Der in Innsbruck geborene Regisseur René Zisterer hat bei seinem Zugang dasselbe Rezept gewählt wie Giorgo Madia bei Alice (im Wunderland): das der Reduktion und kargen Symbolsprache. Bei anderen Stoffen könnte das zu wenig sein. Metapherreichen Märchen - wo meist eine gezielte Weisheit enthalten ist -, verleiht es eine umso edlere Note; insbesondere, wenn sie nicht nur für Kinder gespielt werden. Und obwohl Carl Orffs reduzierte Komposition nicht zwingend eine ebensolche Bühnenumsetzung erfordern würde, setzt Zisterer darauf. Eine gute Entscheidung! So geschieht es, dass ausgerechnet das, was im Märchen als Frage offen bleibt - nämlich "warum wohl eine kluge Bauerstochter einen ungerechten Despotenkönig lieben könnte" -, durch Bühnentricks und -objekte im schwarzen Raum beantwortet wird:

Treffen die Beiden erstmals zusammen oder wirft der König seine Frau aus dem Haus, sieht sie ihn "doppelt" - also ihres Mannes weichen Kern hinter der harten Schale. Andererseits steht eine Hypnosekugel für die Art, wie sie "ihn" zu verzaubern vermag. Und auf das viele Schwarz folgt am Ende Farbe - ein künstlerischer, kitschfreier Regenbogen, der abermals für die Liebe steht: jene zwischen dem maßlosen König, den nur eine übermäßig kluge Frau befriedigen kann und umgekehrt. Selbst wenn oder gerade weil sie ihn in seiner Urteilsfähigkeit zugunsten menschlicher Gerechtigkeit maßregelt. - Was sie wiederum wichtig für ihn sein läßt, sodass sie sich gebraucht fühlt.

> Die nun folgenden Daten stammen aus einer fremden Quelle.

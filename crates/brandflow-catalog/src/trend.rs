use chrono::NaiveDate;
use serde::Serialize;
use std::sync::LazyLock;

/// One sample of the trend chart. Base series are recorded; the rest are
/// derived from them when the table is first built.
#[derive(Debug, Clone, PartialEq, Serialize)]
#[serde(rename_all = "camelCase")]
pub struct TrendPoint {
    pub date: NaiveDate,
    pub impressions: f64,
    pub organic_sales: f64,
    pub order: f64,
    pub acos: f64,
    pub volume: f64,
    pub ad_sales: f64,
    pub sales: f64,
    pub shipped_revenue: f64,
    pub shipped_units: f64,
    pub sessions: f64,
    pub page_views: f64,
    pub roas: f64,
    pub clicks: f64,
    pub buy_box_pct: f64,
}

impl TrendPoint {
    /// Axis label such as "Jan 5"
    pub fn label(&self) -> String {
        self.date.format("%b %-d").to_string()
    }

    /// Series value by chart data key
    pub fn value(&self, data_key: &str) -> Option<f64> {
        let v = match data_key {
            "impressions" => self.impressions,
            "organicSales" => self.organic_sales,
            "order" => self.order,
            "acos" => self.acos,
            "volume" => self.volume,
            "adSales" => self.ad_sales,
            "sales" => self.sales,
            "shippedRevenue" => self.shipped_revenue,
            "shippedUnits" => self.shipped_units,
            "sessions" => self.sessions,
            "pageViews" => self.page_views,
            "roas" => self.roas,
            "clicks" => self.clicks,
            "buyBoxPct" => self.buy_box_pct,
            _ => return None,
        };
        Some(v)
    }
}

// (day of January, impressions, organic sales, orders, acos, volume)
const BASE_SERIES: &[(u32, f64, f64, f64, f64, f64)] = &[
    (1, 145_000.0, 27_000.0, 1_200.0, 22.5, 450.0),
    (5, 182_000.0, 31_000.0, 1_350.0, 21.8, 520.0),
    (10, 168_000.0, 28_500.0, 1_280.0, 23.2, 480.0),
    (15, 221_000.0, 37_000.0, 1_680.0, 20.5, 610.0),
    (20, 198_000.0, 35_000.0, 1_580.0, 21.1, 580.0),
    (25, 271_000.0, 43_000.0, 1_910.0, 19.3, 710.0),
    (30, 1_245_680.0, 76_350.0, 2_140.0, 18.5, 750.0),
];

const TREND_YEAR: i32 = 2025;

fn round_to(value: f64, decimals: i32) -> f64 {
    let factor = 10f64.powi(decimals);
    (value * factor).round() / factor
}

fn build_points() -> Vec<TrendPoint> {
    BASE_SERIES
        .iter()
        .enumerate()
        .filter_map(|(index, &(day, impressions, organic_sales, order, acos, volume))| {
            let i = index as f64;
            let date = NaiveDate::from_ymd_opt(TREND_YEAR, 1, day)?;
            Some(TrendPoint {
                date,
                impressions,
                organic_sales,
                order,
                acos,
                volume,
                ad_sales: (organic_sales * 0.42 + (index % 3) as f64 * 1200.0).round(),
                sales: organic_sales,
                shipped_revenue: (organic_sales * 1.16).round(),
                shipped_units: (order * 1.12).round(),
                sessions: (impressions * 0.11).round(),
                page_views: (impressions * 0.16).round(),
                roas: round_to(2.4 + (index % 5) as f64 * 0.22, 2),
                clicks: (impressions * 0.028 + i * 150.0).round(),
                buy_box_pct: round_to(96.2 + (index % 4) as f64 * 0.6, 1),
            })
        })
        .collect()
}

static TREND_POINTS: LazyLock<Vec<TrendPoint>> = LazyLock::new(build_points);

pub fn trend_points() -> &'static [TrendPoint] {
    &TREND_POINTS
}

#[cfg(test)]
mod tests {
    use super::*;

    #[test]
    fn seven_points_spanning_january() {
        let points = trend_points();
        assert_eq!(points.len(), 7);
        assert_eq!(points[0].label(), "Jan 1");
        assert_eq!(points[6].label(), "Jan 30");
    }

    #[test]
    fn derived_series() {
        let p = &trend_points()[1];
        assert_eq!(p.ad_sales, 14_220.0); // 31000*0.42 + 1200
        assert_eq!(p.shipped_revenue, 35_960.0);
        assert_eq!(p.shipped_units, 1_512.0);
        assert_eq!(p.sessions, 20_020.0);
        assert_eq!(p.page_views, 29_120.0);
        assert_eq!(p.roas, 2.62);
        assert_eq!(p.clicks, 5_246.0);
        assert_eq!(p.buy_box_pct, 96.8);
    }

    #[test]
    fn lookup_by_data_key() {
        let last = &trend_points()[6];
        assert_eq!(last.value("organicSales"), Some(76_350.0));
        assert_eq!(last.value("order"), Some(2_140.0));
        assert_eq!(last.value("unknown"), None);
    }
}
//! Advanced filter bar: applied filters, the draft being edited and the
//! popover state machine that moves between them.
//!
//! ```text
//! Closed --open_add_filter--> SelectingFilter --select_filter--> EditingDraft
//! Closed --edit_chip-------------------------------------------> EditingDraft
//! EditingDraft --apply | cancel | outside click--> Closed
//! ```

mod catalog;
mod chips;
mod draft;

pub use catalog::{CatalogEntry, CatalogSection};
pub use chips::{Chip, TagColor, chip_text, tag_color_class};

use brandflow_catalog::{default_applied_filters, filter_definition};
use brandflow_types::{AccountMode, AppliedFilter, Draft, FilterDefinition, FilterValue};
use serde::Serialize;
use tracing::debug;

/// Where the draft editor was opened from
#[derive(Debug, Clone, Copy, PartialEq, Eq, Serialize)]
#[serde(rename_all = "lowercase")]
pub enum EditorOrigin {
    Catalog,
    Chip,
}

#[derive(Debug, Clone, PartialEq, Eq, Serialize)]
#[serde(tag = "state", rename_all = "kebab-case")]
pub enum EditorState {
    Closed,
    SelectingFilter,
    EditingDraft { key: String, origin: EditorOrigin },
}

/// What a pointer press landed on while a popover is open
#[derive(Debug, Clone, Copy, PartialEq, Eq)]
pub enum ClickTarget {
    InsidePopover,
    /// An element that opens a popover itself (Add Filter button, chip)
    Trigger,
    Elsewhere,
}

#[derive(Debug, Clone)]
pub struct FilterBar {
    mode: AccountMode,
    applied: Vec<AppliedFilter>,
    editor: EditorState,
    draft: Option<Draft>,
    filter_search: String,
    option_search: String,
    currency: String,
}

impl FilterBar {
    /// Filter bar seeded with the default filters that exist in `mode`
    pub fn new(mode: AccountMode) -> Self {
        Self::with_applied(mode, default_applied_filters())
    }

    pub fn with_applied(mode: AccountMode, applied: Vec<AppliedFilter>) -> Self {
        let mut bar = Self {
            mode,
            applied: Vec::new(),
            editor: EditorState::Closed,
            draft: None,
            filter_search: String::new(),
            option_search: String::new(),
            currency: "$".to_string(),
        };
        for filter in applied {
            if bar.definition(&filter.key).is_some() {
                bar.upsert(filter);
            }
        }
        bar
    }

    pub fn mode(&self) -> AccountMode {
        self.mode
    }

    pub fn applied(&self) -> &[AppliedFilter] {
        &self.applied
    }

    pub fn editor(&self) -> &EditorState {
        &self.editor
    }

    pub fn draft(&self) -> Option<&Draft> {
        self.draft.as_ref()
    }

    pub fn currency(&self) -> &str {
        &self.currency
    }

    pub fn filter_search(&self) -> &str {
        &self.filter_search
    }

    pub fn option_search(&self) -> &str {
        &self.option_search
    }

    pub fn is_open(&self) -> bool {
        self.editor != EditorState::Closed
    }

    pub fn definition(&self, key: &str) -> Option<&'static FilterDefinition> {
        filter_definition(self.mode, key)
    }

    pub fn get(&self, key: &str) -> Option<&AppliedFilter> {
        self.applied.iter().find(|f| f.key == key)
    }

    /// Toggle the "Add Filter" popover. Any chip editor and draft are dropped.
    pub fn open_add_filter(&mut self) {
        let was_open = matches!(
            self.editor,
            EditorState::SelectingFilter
                | EditorState::EditingDraft {
                    origin: EditorOrigin::Catalog,
                    ..
                }
        );
        self.draft = None;
        self.option_search.clear();
        self.editor = if was_open {
            EditorState::Closed
        } else {
            EditorState::SelectingFilter
        };
        debug!(state = ?self.editor, "add filter toggled");
    }

    /// Pick a catalog entry and start editing it. Unknown keys are ignored.
    pub fn select_filter(&mut self, key: &str) -> bool {
        let Some(draft) = self.build_draft(key) else {
            debug!(key, "select_filter: key not in catalog");
            return false;
        };
        self.draft = Some(draft);
        self.option_search.clear();
        self.editor = EditorState::EditingDraft {
            key: key.to_string(),
            origin: EditorOrigin::Catalog,
        };
        debug!(key, "editing draft from catalog");
        true
    }

    /// Open the editor for an applied chip
    pub fn edit_chip(&mut self, key: &str) -> bool {
        if self.get(key).is_none() {
            return false;
        }
        let Some(draft) = self.build_draft(key) else {
            return false;
        };
        self.draft = Some(draft);
        self.option_search.clear();
        self.editor = EditorState::EditingDraft {
            key: key.to_string(),
            origin: EditorOrigin::Chip,
        };
        debug!(key, "editing draft from chip");
        true
    }

    /// Commit the draft: replace the filter with the same key in place, or
    /// append it. The draft is taken as-is without validation.
    pub fn apply(&mut self) {
        if let Some(draft) = self.draft.take()
            && self.definition(&draft.key).is_some()
        {
            debug!(key = %draft.key, "draft applied");
            self.upsert(draft.into());
        }
        self.close();
    }

    /// Discard the draft and close whichever popover is open
    pub fn cancel(&mut self) {
        if self.draft.is_some() {
            debug!("draft discarded");
        }
        self.close();
    }

    pub fn outside_click(&mut self, target: ClickTarget) {
        if self.is_open() && target == ClickTarget::Elsewhere {
            self.cancel();
        }
    }

    pub fn remove(&mut self, key: &str) -> bool {
        let before = self.applied.len();
        self.applied.retain(|f| f.key != key);
        let removed = self.applied.len() != before;
        if removed {
            debug!(key, "filter removed");
        }
        removed
    }

    pub fn clear_all(&mut self) {
        self.applied.clear();
    }

    /// Switch catalogs: drop filters the new mode does not define and close
    /// an editor whose key disappeared.
    pub fn set_mode(&mut self, mode: AccountMode) {
        self.mode = mode;
        let before = self.applied.len();
        self.applied
            .retain(|f| filter_definition(mode, &f.key).is_some());

        if let EditorState::EditingDraft { key, .. } = &self.editor
            && filter_definition(mode, key).is_none()
        {
            self.close();
        }
        debug!(%mode, pruned = before - self.applied.len(), "filter bar mode changed");
    }

    pub fn set_currency(&mut self, symbol: impl Into<String>) {
        self.currency = symbol.into();
    }

    pub fn set_filter_search(&mut self, query: impl Into<String>) {
        self.filter_search = query.into();
    }

    pub fn set_option_search(&mut self, query: impl Into<String>) {
        self.option_search = query.into();
    }

    /// Draft for `key`: a copy of the applied filter, or the type defaults
    fn build_draft(&self, key: &str) -> Option<Draft> {
        let def = self.definition(key)?;
        let value = match self.get(key) {
            Some(existing) if existing.filter_type() == def.filter_type => existing.value.clone(),
            _ => FilterValue::default_for(def.filter_type),
        };
        Some(Draft::new(key, value))
    }

    fn upsert(&mut self, filter: AppliedFilter) {
        match self.applied.iter_mut().find(|f| f.key == filter.key) {
            Some(slot) => *slot = filter,
            None => self.applied.push(filter),
        }
    }

    fn close(&mut self) {
        self.editor = EditorState::Closed;
        self.draft = None;
        self.filter_search.clear();
        self.option_search.clear();
    }
}

#[cfg(test)]
mod tests {
    use super::*;
    use brandflow_types::{DateOperator, MatchMode, NumberOperator};

    fn empty_bar() -> FilterBar {
        FilterBar::with_applied(AccountMode::Seller, Vec::new())
    }

    #[test]
    fn starts_with_default_filters() {
        let bar = FilterBar::new(AccountMode::Seller);
        let keys: Vec<_> = bar.applied().iter().map(|f| f.key.as_str()).collect();
        assert_eq!(keys, vec!["activePackageTypes", "trialEndTime"]);
        assert_eq!(bar.editor(), &EditorState::Closed);
    }

    #[test]
    fn add_filter_toggles_and_clears_draft() {
        let mut bar = empty_bar();
        bar.open_add_filter();
        assert_eq!(bar.editor(), &EditorState::SelectingFilter);

        assert!(bar.select_filter("price"));
        assert!(bar.draft().is_some());

        bar.open_add_filter();
        assert_eq!(bar.editor(), &EditorState::Closed);
        assert!(bar.draft().is_none());
    }

    #[test]
    fn new_drafts_use_type_defaults() {
        let mut bar = empty_bar();
        bar.select_filter("price");
        assert_eq!(
            bar.draft().unwrap().value,
            FilterValue::number(NumberOperator::GreaterThanOrEqual, "", "")
        );
        bar.select_filter("trialEndTime");
        assert_eq!(
            bar.draft().unwrap().value,
            FilterValue::date(DateOperator::Before, "", "")
        );
        bar.select_filter("tagList");
        assert_eq!(
            bar.draft().unwrap().value,
            FilterValue::Multi {
                values: vec![],
                match_mode: MatchMode::Any
            }
        );
    }

    #[test]
    fn drafts_copy_existing_filters() {
        let mut bar = FilterBar::new(AccountMode::Seller);
        assert!(bar.edit_chip("trialEndTime"));
        assert_eq!(
            bar.editor(),
            &EditorState::EditingDraft {
                key: "trialEndTime".into(),
                origin: EditorOrigin::Chip
            }
        );
        assert_eq!(
            bar.draft().unwrap().value,
            FilterValue::date(DateOperator::Before, "2025-12-16", "")
        );
    }

    #[test]
    fn apply_replaces_in_place() {
        let mut bar = FilterBar::new(AccountMode::Seller);
        bar.edit_chip("activePackageTypes");
        bar.toggle_option("Amazon - DSP");
        bar.apply();

        assert_eq!(bar.applied().len(), 2);
        assert_eq!(bar.applied()[0].key, "activePackageTypes");
        assert_eq!(bar.applied()[0].value.selected().len(), 3);
        assert_eq!(bar.editor(), &EditorState::Closed);
    }

    #[test]
    fn apply_appends_new_keys() {
        let mut bar = FilterBar::new(AccountMode::Seller);
        bar.open_add_filter();
        bar.select_filter("productName");
        bar.set_text("Siena");
        bar.apply();
        assert_eq!(bar.applied().last().unwrap().key, "productName");
    }

    #[test]
    fn outside_click_respects_triggers() {
        let mut bar = empty_bar();
        bar.open_add_filter();
        bar.set_filter_search("pri");
        bar.select_filter("price");

        bar.outside_click(ClickTarget::Trigger);
        assert!(bar.is_open());
        bar.outside_click(ClickTarget::InsidePopover);
        assert!(bar.is_open());

        bar.outside_click(ClickTarget::Elsewhere);
        assert!(!bar.is_open());
        assert!(bar.draft().is_none());
        assert_eq!(bar.filter_search(), "");
        assert!(bar.applied().is_empty());
    }

    #[test]
    fn unknown_keys_are_ignored() {
        let mut bar = FilterBar::with_applied(AccountMode::Vendor, Vec::new());
        assert!(!bar.select_filter("fulfillmentChannel"));
        assert!(!bar.edit_chip("price"));
        assert!(!bar.remove("price"));
        assert_eq!(bar.editor(), &EditorState::Closed);
    }

    #[test]
    fn mode_switch_prunes_and_closes_stale_editor() {
        let mut bar = empty_bar();
        bar.select_filter("fulfillmentChannel");
        bar.toggle_option("FBA");
        bar.apply();
        bar.select_filter("price");
        bar.apply();
        bar.edit_chip("fulfillmentChannel");

        bar.set_mode(AccountMode::Vendor);
        let keys: Vec<_> = bar.applied().iter().map(|f| f.key.as_str()).collect();
        assert_eq!(keys, vec!["price"]);
        assert_eq!(bar.editor(), &EditorState::Closed);
    }

    #[test]
    fn mode_switch_keeps_valid_editor_open() {
        let mut bar = empty_bar();
        bar.select_filter("price");
        bar.set_mode(AccountMode::Both);
        assert!(bar.is_open());
        assert!(bar.draft().is_some());
    }
}
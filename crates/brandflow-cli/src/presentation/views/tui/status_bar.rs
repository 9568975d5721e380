use ratatui::{
    buffer::Buffer,
    layout::{Constraint, Layout, Rect},
    style::{Color, Style},
    text::{Line, Span},
    widgets::{Block, Borders, Paragraph, Widget},
};

use super::status_level_to_color;
use crate::presentation::view_models::{Focus, StatusBarViewModel};

pub struct StatusBarView<'a> {
    model: &'a StatusBarViewModel,
    focus: Focus,
}

impl<'a> StatusBarView<'a> {
    pub fn new(model: &'a StatusBarViewModel, focus: Focus) -> Self {
        Self { model, focus }
    }
}

impl<'a> Widget for StatusBarView<'a> {
    fn render(self, area: Rect, buf: &mut Buffer) {
        let color = status_level_to_color(self.model.status_level);

        let block = Block::default().borders(Borders::ALL);
        let inner = block.inner(area);
        block.render(area, buf);

        let chunks = Layout::horizontal([Constraint::Percentage(45), Constraint::Percentage(55)])
            .split(inner);

        let focus = match self.focus {
            Focus::Metrics => "metrics",
            Focus::Table => "table",
        };
        let status_line = Line::from(vec![
            Span::raw(format!(
                "Selected: {}/{} ",
                self.model.selected_products, self.model.product_count
            )),
            Span::raw("| "),
            Span::raw(format!("Focus: {} ", focus)),
            Span::raw("| "),
            Span::styled(self.model.message.as_str(), Style::default().fg(color)),
        ]);
        Paragraph::new(status_line).render(chunks[0], buf);

        let key = Style::default().fg(Color::Yellow);
        let help_line = Line::from(vec![
            Span::styled("[q]", key),
            Span::raw("uit "),
            Span::styled("[m]", key),
            Span::raw("ode "),
            Span::styled("[tab]", key),
            Span::raw("focus "),
            Span::styled("[space]", key),
            Span::raw("toggle "),
            Span::styled("[a]", key),
            Span::raw("ll "),
            Span::styled("[s]", key),
            Span::raw("tore "),
            Span::styled("[p]", key),
            Span::raw("eriod "),
            Span::styled("[f]", key),
            Span::raw("ilters"),
        ]);
        Paragraph::new(help_line).render(chunks[1], buf);
    }
}
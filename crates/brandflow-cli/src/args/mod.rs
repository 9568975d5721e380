// NOTE: Command Organization Rationale
//
// Namespaced subcommands follow the page regions of the dashboard
// (metrics, columns, filters, tags) so `--help` reads like the UI.

mod commands;
mod common;
mod enums;
mod filter_spec;
pub mod hints;

pub use commands::*;
pub use common::*;
pub use enums::*;
pub use filter_spec::{FilterSpec, SpecValue, format_filter_spec};

use brandflow_types::AccountMode;
use clap::Parser;

#[derive(Parser)]
#[command(name = "brandflow")]
#[command(about = "Seller and vendor analytics from the terminal", long_about = None)]
#[command(version)]
pub struct Cli {
    #[arg(
        long,
        global = true,
        help = "Account mode: seller, vendor, both or none (defaults to config)"
    )]
    pub mode: Option<AccountMode>,

    #[arg(long, default_value = "plain", global = true)]
    pub format: OutputFormat,

    #[arg(long, default_value = "warn", global = true)]
    pub log_level: LogLevel,

    #[arg(long, global = true, help = "Path of the data directory holding config.toml")]
    pub config: Option<String>,

    #[command(subcommand)]
    pub command: Option<Commands>,
}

So klug wie "die Kluge" ist, so singt sie Jennifer O´Loughlin: aus dem Kopf, - leise - sehr schön. Ihr König, Wolfgang Koch, ist ihr im sängerischen Niveau - wie eben auch als Charakter - dicht auf den Fersen. Gesanglich eigenständige Musikpassagen ergeben die wohlklingenden a-capella-Terzette und -Quartette der drei "dicken", verhalten komischen Strolche (Karl-Michael Ebner, Einar Th. Gudmundsson, Stefan Cerny) sowie des Maulesel-Mannes. Diese vielen Alternierungen innerhalb des Ganzen kommen umso überraschender und feiner, da in dieser Oper auch viel gesprochen wird. - Der Verstand kann also gespannt folgen und umso bewußter auf Musik - entsprechend konzentriert dirigiert von Dietfried Bernet und gespielt vom Orchester der Wiener Volksoper - und Nonverbales achten. - Ein dichtes, feinsinnig-musisches Kunstwerk. Bravo! e.o.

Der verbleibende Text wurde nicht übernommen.